О геометрии и арифметике изгнания

You have asked me what I would do and what I would not do. I will tell you what I will do and what I will not do. I will not serve that in which I no longer believe, whether it call itself my home, my fatherland or my church: and I will try to express myself in some mode of life or art as freely as I can, and as wholly as I can, using for my defence the only arms I allow myself to use... silence, exile, and cunning.

James Joyce, in A Portrait of the Artist as a Young Man[1]

 

Вследствие исторической ка­тастрофы, из-за того, что Тит, император римский, разрушил Иерусалим и народ Израиля был изгнан из его Страны, я родился в одном из городов изгнания. Но повседневно и постоянно я воспринимал себя родившимся в Иерусалиме», — сказал в 1966 году в городе Стокгольме Шмуэль-Йосеф Чачкес, лучше известный как первый (и пока последний) ивритский лауреат Нобелевской премии по литературе Шму­эль-Йосеф Агнон, действительно рожденный в галицийском местечке Бучач (зато умерший в Иерусалиме!). Мы видим, что в изгнании можно оказаться не только по собственному, личному решению или по собственной, личной причине: в изгнании можно просто-напросто родиться — вследствие, например, исторической катастрофы, произошедшей за 2 тыс. лет до твоего появления на свет. И не только, если ты родился евреем, — существуют и другие народы, разбросанные по свету историческими катастрофами. Но если ты все-таки родился евреем (при этом не в Земле Израиля), ты оказываешься в состоянии изгнания как бы уже автоматически.

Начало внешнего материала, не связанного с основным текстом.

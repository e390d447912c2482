//! Station ordering and truncation
//!
//! The feed is supposed to deliver stations sorted by descending temperature.
//! Rather than relying on that, the normalizer sorts explicitly before
//! truncating. The trusted-order behaviour stays available through
//! [`RankingPolicy::TrustUpstream`].

use crate::app::models::NormalizedStation;
use crate::config::RankingPolicy;
use std::cmp::Ordering;
use tracing::debug;

/// Sort by descending temperature, ties broken by display name (ascending)
///
/// The sort is stable.
pub fn sort_by_descending_temperature(stations: &mut [NormalizedStation]) {
    stations.sort_by(compare_for_display);
}

/// Ordering used for display: warmest first, then alphabetical
pub fn compare_for_display(a: &NormalizedStation, b: &NormalizedStation) -> Ordering {
    b.temperature
        .total_cmp(&a.temperature)
        .then_with(|| a.display_name.cmp(&b.display_name))
}

/// Keep the first `n` entries
pub fn top_n<T>(mut stations: Vec<T>, n: usize) -> Vec<T> {
    stations.truncate(n);
    stations
}

/// Apply a ranking policy and truncate to `max_items`
pub fn rank(
    mut stations: Vec<NormalizedStation>,
    policy: RankingPolicy,
    max_items: usize,
) -> Vec<NormalizedStation> {
    match policy {
        RankingPolicy::ByTemperature => sort_by_descending_temperature(&mut stations),
        RankingPolicy::TrustUpstream => {
            if !stations.windows(2).all(|w| w[0].temperature >= w[1].temperature) {
                debug!("Feed order is not sorted by descending temperature; keeping it as-is");
            }
        }
    }
    top_n(stations, max_items)
}
//! Dashboard command implementation
//!
//! Renders one refresh cycle of the dashboard from a snapshot directory:
//! summary cards, alert banner, featured station, temperature chart and map
//! markers.

use super::shared::{
    CommandStats, create_spinner, format_station_row, load_configuration, setup_logging, swatch,
    to_json, write_output,
};
use crate::app::models::{NormalizedStation, PronosticoPayload, StationObservation, Summary};
use crate::app::services::classification::classify;
use crate::app::services::payload::DashboardSnapshot;
use crate::app::services::station_lookup::{find_station_by_name, map_markers};
use crate::app::services::station_normalizer::{StationNormalizer, clean_name, top_n};
use crate::app::services::summary::{format_temperature, summarize};
use crate::cli::args::{DashboardArgs, OutputFormat};
use crate::config::{Config, NormalizerConfig};
use crate::Result;
use colored::Colorize;
use serde_json::json;
use std::time::Instant;
use tracing::{debug, info, warn};

/// Everything one dashboard render needs
#[derive(Debug, Clone)]
pub struct DashboardView {
    pub summary: Summary,
    pub pronostico: Option<PronosticoPayload>,
    pub featured: Option<StationObservation>,
    pub chart: Vec<NormalizedStation>,
    pub markers: Vec<NormalizedStation>,
    pub hot_day: bool,
}

impl DashboardView {
    /// Build the view from a snapshot
    ///
    /// The summary comes from the `resumen` payload when it was successful and
    /// is computed from the station list otherwise.
    pub fn build(snapshot: &DashboardSnapshot, config: &Config) -> Self {
        let summary = match &snapshot.resumen {
            Some(resumen) => resumen.resumen.clone(),
            None => {
                debug!("No resumen payload, computing summary from stations");
                summarize(&snapshot.estaciones, snapshot.pronostico.as_ref())
            }
        };

        let featured =
            find_station_by_name(&config.dashboard.featured_station, &snapshot.estaciones).cloned();
        if featured.is_none() {
            warn!(
                "Featured station '{}' not found in feed",
                config.dashboard.featured_station
            );
        }

        // One run over every station; the chart is its head, the map its plottable subset
        let normalizer = StationNormalizer::new(
            NormalizerConfig {
                max_items: snapshot.estaciones.len(),
                ranking: config.normalizer.ranking,
            },
            config.theme,
        );
        let stations = normalizer.normalize(&snapshot.estaciones);
        let markers: Vec<NormalizedStation> =
            map_markers(&stations).into_iter().cloned().collect();
        let chart = top_n(stations, config.dashboard.chart_max_items);

        Self {
            hot_day: summary.is_hot_day(config.dashboard.hot_day_threshold),
            summary,
            pronostico: snapshot.pronostico.clone(),
            featured,
            chart,
            markers,
        }
    }

    /// Human-readable dashboard
    pub fn render_human(&self) -> String {
        let mut output = format!(
            "{}\n{}\n",
            "Monitor de Temperatura".bright_green().bold(),
            "=".repeat(40)
        );

        if let Some(alert) = self
            .pronostico
            .as_ref()
            .and_then(|p| p.alerta_meteorologica.as_ref())
        {
            output.push_str(&format!(
                "{} {}\n",
                "⚠ Alerta meteorológica:".bright_red().bold(),
                alert.zona_afectada.as_deref().unwrap_or("zona no informada")
            ));
            if let Some(horario) = &alert.horario {
                output.push_str(&format!("  {horario}\n"));
            }
            if let Some(descripcion) = &alert.descripcion {
                output.push_str(&format!("  {descripcion}\n"));
            }
            output.push('\n');
        }

        let maxima = format!("{}°", format_temperature(self.summary.temperatura_maxima));
        output.push_str(&format!(
            "  {} {}°   {} {}   {} {}°   {} {}°\n   ({} estaciones)\n\n",
            "Mínima:".bright_cyan(),
            format_temperature(self.summary.temperatura_minima),
            "Máxima:".bright_cyan(),
            if self.hot_day {
                maxima.bright_red().bold()
            } else {
                maxima.normal()
            },
            "Promedio:".bright_cyan(),
            format_temperature(self.summary.temperatura_promedio),
            "Rango actual:".bright_cyan(),
            self.summary.current_range(),
            self.summary.total_estaciones
        ));

        if let Some(pronostico) = &self.pronostico {
            if let Some(actual) = &pronostico.estado_actual {
                output.push_str(&format!(
                    "{} {} {}\n",
                    "Estado actual:".bright_yellow(),
                    actual.descripcion,
                    actual.cielo.dimmed()
                ));
            }
            if let Some(hoy) = &pronostico.pronostico_hoy {
                output.push_str(&format!(
                    "{} {}\n",
                    "Pronóstico hoy:".bright_yellow(),
                    hoy.descripcion
                ));
            }
        }

        match &self.featured {
            Some(station) => output.push_str(&format!(
                "{} {} {}°C\n\n",
                "Destacada:".bright_yellow(),
                clean_name(station.name()).bright_white().bold(),
                format_temperature(station.finite_temperature())
            )),
            None => output.push_str(&format!("{} --\n\n", "Destacada:".bright_yellow())),
        }

        output.push_str(&format!("{}\n", "Temperaturas".bright_green().bold()));
        for (index, station) in self.chart.iter().enumerate() {
            output.push_str(&format_station_row(index + 1, station));
            output.push('\n');
        }

        output.push_str(&format!(
            "\n{} {}\n",
            "Mapa:".bright_green().bold(),
            format!("{} estaciones con ubicación", self.markers.len()).dimmed()
        ));
        for station in &self.markers {
            if let Some((lat, lon)) = station.observation.location() {
                output.push_str(&format!(
                    "  {} {:<32} {:>8.4} {:>9.4}\n",
                    swatch(station.color),
                    station.display_name,
                    lat,
                    lon
                ));
            }
        }

        if let Some(pronostico) = &self.pronostico {
            if !pronostico.pronostico_extendido.is_empty() {
                output.push_str(&format!("\n{}\n", "Pronóstico extendido".bright_green().bold()));
                for day in &pronostico.pronostico_extendido {
                    output.push_str(&format!(
                        "  {:<10} {:>4}° / {:>4}°  {}\n",
                        day.dia,
                        format_temperature(day.temperatura_minima),
                        format_temperature(day.temperatura_maxima),
                        day.descripcion
                    ));
                }
            }
        }

        output
    }

    /// Dashboard as JSON
    pub fn render_json(&self) -> Result<String> {
        let featured = self.featured.as_ref().map(|station| {
            json!({
                "displayName": clean_name(station.name()),
                "colorBand": station.finite_temperature().map(classify),
                "estacion": station,
            })
        });
        let document = json!({
            "resumen": self.summary,
            "diaCaluroso": self.hot_day,
            "pronostico": self.pronostico,
            "destacada": featured,
            "grafico": self.chart,
            "mapa": self.markers,
        });
        to_json(&document)
    }
}

/// Dashboard command runner
pub async fn run_dashboard(args: DashboardArgs) -> Result<CommandStats> {
    let start_time = Instant::now();

    setup_logging(&args.common)?;
    info!("Rendering dashboard from {}", args.dir.display());
    debug!("Dashboard arguments: {:?}", args);

    args.validate()?;
    let mut config = load_configuration(&args.common).await?;
    if let Some(chart_items) = args.chart_items {
        config.dashboard.chart_max_items = chart_items;
    }
    if let Some(featured) = &args.featured {
        config = config.with_featured_station(featured.clone());
    }
    config.validate()?;

    let spinner = args
        .common
        .show_progress()
        .then(|| create_spinner("Loading snapshot..."));
    let snapshot = DashboardSnapshot::load_dir(&args.dir).await;
    if let Some(spinner) = spinner {
        spinner.finish_and_clear();
    }
    let snapshot = snapshot?;

    let view = DashboardView::build(&snapshot, &config);
    let content = match args.common.output_format {
        OutputFormat::Human => view.render_human(),
        OutputFormat::Json => view.render_json()?,
    };
    write_output(&content, None).await?;

    Ok(CommandStats {
        stations_loaded: snapshot.estaciones.len(),
        stations_output: view.chart.len(),
        refreshes: 1,
        processing_time: start_time.elapsed(),
    })
}

#[cfg(test)]
mod tests {
    use super::*;
    use crate::app::models::{ResumenPayload, StationId, TodayForecast, WeatherAlert};
    use chrono::Utc;

    fn snapshot() -> DashboardSnapshot {
        DashboardSnapshot {
            pronostico: Some(PronosticoPayload {
                exito: true,
                pronostico_hoy: Some(TodayForecast {
                    descripcion: "Caluroso".to_string(),
                    temperatura_minima: Some(19.0),
                    temperatura_maxima: Some(32.0),
                    ..Default::default()
                }),
                alerta_meteorologica: Some(WeatherAlert {
                    zona_afectada: Some("Norte".to_string()),
                    ..Default::default()
                }),
                ..Default::default()
            }),
            estaciones: vec![
                StationObservation::new(
                    Some(StationId::Number(1)),
                    "Estación Aeropuerto San Luis",
                    Some(27.0),
                )
                .with_location(-33.27, -66.35),
                StationObservation::new(Some(StationId::Number(2)), "Est. MERLO", Some(22.0)),
                StationObservation::new(Some(StationId::Number(3)), "La Toma", Some(30.5))
                    .with_location(-33.05, -65.62),
            ],
            resumen: None,
            loaded_at: Utc::now(),
        }
    }

    #[test]
    fn test_build_computes_missing_summary() {
        let view = DashboardView::build(&snapshot(), &Config::default());

        assert_eq!(view.summary.total_estaciones, 3);
        assert_eq!(view.summary.temperatura_maxima, Some(32.0));
        assert!(view.summary.hay_alerta);
        assert!(view.hot_day);
        assert_eq!(view.chart[0].display_name, "La Toma");
        assert_eq!(view.markers.len(), 2);
        assert_eq!(
            view.featured.as_ref().map(StationObservation::name),
            Some("Estación Aeropuerto San Luis")
        );
    }

    #[test]
    fn test_build_prefers_resumen_payload() {
        let mut snapshot = snapshot();
        snapshot.resumen = Some(ResumenPayload {
            exito: true,
            resumen: Summary {
                temperatura_promedio: Some(11.1),
                total_estaciones: 40,
                ..Default::default()
            },
            error: None,
        });

        let config = Config::default().with_featured_station("nowhere");
        let view = DashboardView::build(&snapshot, &config);
        assert_eq!(view.summary.total_estaciones, 40);
        assert!(!view.hot_day);
        assert!(view.featured.is_none());
    }

    #[test]
    fn test_chart_respects_chart_items() {
        let mut config = Config::default();
        config.dashboard.chart_max_items = 1;
        let view = DashboardView::build(&snapshot(), &config);
        assert_eq!(view.chart.len(), 1);
        assert_eq!(view.markers.len(), 2);
    }

    #[test]
    fn test_render_outputs() {
        let view = DashboardView::build(&snapshot(), &Config::default());
        let human = view.render_human();
        assert!(human.contains("Alerta"));
        assert!(human.contains("Merlo"));

        let value: serde_json::Value = serde_json::from_str(&view.render_json().unwrap()).unwrap();
        assert_eq!(value["diaCaluroso"], true);
        assert_eq!(value["grafico"].as_array().unwrap().len(), 3);
        assert_eq!(value["destacada"]["displayName"], "Aeropuerto San Luis");
    }
}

Что касается меня, то это как раз мой случай: я и еврей, и рожден в изгнании, в самом прекрасном из всех городов изгнания, в одном из прекраснейших городов мира. Когда безлюдными, жемчужно-све­тя­щи­ми­ся, свет­ло-тем­ными майскими или июньскими вечерами этот город со всеми его золотыми шпилями, желтыми, голубыми и алыми дворцами и черно-зелеными мостами начинает казаться приподнятым над мягко сияющей рекой, он и сам ощущается немного изгнанником — изгнанником в небеса. Нужно сказать: я родился в Петербурге. По сути, и в этом виноваты древние римляне.

Здесь, в этом городе, 30 января 1970 года я сделался поэтом. В это утверждение я не вкладываю ничего особо возвышенного: просто в один — в этот! — прекрасный день у меня сочинилось самое первое стихотворение — о печальной судьбе серого козлика, съеденного, как известно, злым и тоже серым волком. Это стихотворение, во всей своей одиннадцатилетней серьезности, я не преминул датировать. Текст (что успокаивает) не сохранился, но дата застряла в памяти и, на манер слегка комического призрака, кочует по моим биографиям.

Но что же, применительно к нашей теме, означает, что 30 января 1970 года в Ленинграде еврейский мальчик одиннадцати лет сделался русским стихотворцем? Видит Б-г (и знает всякий, кто хоть немножко со мной и с моими сочинениями знаком), я совершенно не склонен злоупотреблять цитатами, но когда произносится это слово, изгнание, в мозгу у меня немедленно просыпается кто-нибудь из бесценных коллег. И объявляет о желании высказаться. И не каждый раз я могу не подпустить его к микрофону — столько лет мы вместе прожили в этом мозгу, что у съемщиков появились права! Вот что, например, услышав слова Агнона, говорит русская поэтесса Марина Цветаева (почти двадцать лет провела в пражском и парижском изгнании, а потом вернулась на родину, которая оказалась чужее любой заграницы). «В сем христианнейшем из миров поэты — жиды». Да, слышали тысячу раз, но вдумывались ли в достаточной мере? Если ты еврей и к тому же еще поэт, не означает ли это, что ты, так сказать, «двойной еврей» (но ни в коем случае не «двойной поэт», так это не функционирует!). А если ты двойной еврей, то, значит, живешь в двойном изгнании? Или нет все же?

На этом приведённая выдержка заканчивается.